The success of Charlotte Regan’s 2016 graduation short was all the more remarkable considering her original intention when applying to study film production at Ravensbourne University London.
Her goal was to become a professional music-video director, having grown up in north London and spent her teenage years making “hundreds” of lo-fi rap videos for young local performers. “I wasn’t cool enough to be a rapper or to be in the videos, so this was the only job available.”
But her debut short Standby was selected for Toronto International Film Festival, was nominated for a Bafta and won a BFI Future Film award. Regan was now a filmmaker.
Nine more shorts have followed, as well as videos for major recording artists such as Wretch 32, Stereophonics and Mumford & Sons. A consistent feature of her work has been working-class characters and settings, which reflect Regan’s upbringing: in 2017’s Fry-Up (BFI London, Sundance and Berlin film festivals), a family eats breakfast before their son’s sentencing hearing; in 2018’s Dodgy Dave (Toronto and BFI London), Neil Maskell plays a drug dealer who takes his young son on his daily round. “It’s not an intentional thing to tell working-class stories,” she says. “It’s more that I don’t really know much about anything else.”
Regan did not enjoy the privilege of seeing many films growing up, but was inspired by the work of Shane Meadows (“I like how he casts people and lets them be themselves and take over a character”), and also namechecks Sean Baker’s The Florida Project and Alma Har’el’s Bombay Beach.
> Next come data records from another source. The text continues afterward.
use std::path::PathBuf;
use std::time::Duration;

use super::lease::LeaseConfig;

#[test]
fn test_default_config() {
    let config = LeaseConfig::default();
    assert_eq!(config.path, PathBuf::from("./db"));
    assert_eq!(config.auto_release_interval(), Duration::from_secs(5));
    assert_eq!(config.retry_interval(), Duration::from_millis(100));
    assert_eq!(config.default_timeout(), Duration::from_secs(5));
    assert!(config.validate().is_ok());
}

#[test]
fn test_with_path_keeps_default_timings() {
    let config = LeaseConfig::with_path("/tmp/store");
    assert_eq!(config.path, PathBuf::from("/tmp/store"));
    assert_eq!(config.auto_release_interval_ms, 5000);
    assert_eq!(config.retry_interval_ms, 100);
    assert_eq!(config.default_timeout_ms, 5000);
}

#[test]
fn test_validation_rejects_empty_path() {
    let config = LeaseConfig::with_path("");
    assert!(config.validate().is_err());
}

#[test]
fn test_validation_intervals() {
    let mut config = LeaseConfig::with_path("/tmp/store");

    config.retry_interval_ms = 0;
    assert!(config.validate().is_err());
    config.retry_interval_ms = 1;
    assert!(config.validate().is_ok());

    config.auto_release_interval_ms = 0;
    assert!(config.validate().is_err());
    config.auto_release_interval_ms = 86_400_001;
    assert!(config.validate().is_err());
    config.auto_release_interval_ms = 86_400_000;
    assert!(config.validate().is_ok());

    // Zero timeout is legal: acquisitions then try exactly once
    config.default_timeout_ms = 0;
    assert!(config.validate().is_ok());
}

#[test]
fn test_bytes_form_carries_every_field() {
    let config = LeaseConfig {
        path: PathBuf::from("/data/kv"),
        auto_release_interval_ms: 1000,
        retry_interval_ms: 20,
        default_timeout_ms: 750,
    };

    let bytes = config.to_bytes().unwrap();
    let decoded = LeaseConfig::from_bytes(&bytes).unwrap();
    assert_eq!(decoded, config);
}

#[test]
fn test_from_bytes_rejects_garbage() {
    assert!(LeaseConfig::from_bytes(&[0xff, 0x01]).is_err());
}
She spent last summer travelling around UK council estates shooting The Guardian and BFI Doc Society documentary short No Ball Games, produced by Theo Barrowclough at Michael Fassbender’s DMC Film. The experience is now enriching the child characters in her debut feature Scrapper, developed by BBC Films and the BFI, which she will shoot next summer. The 12-year-old protagonist Georgie lives on her own, outwitting social services, until the father she has never met is released from prison. “It’s a coming-of-age but in reverse,” says Regan. “Georgie is quite mature. It’s the dad who is the child.”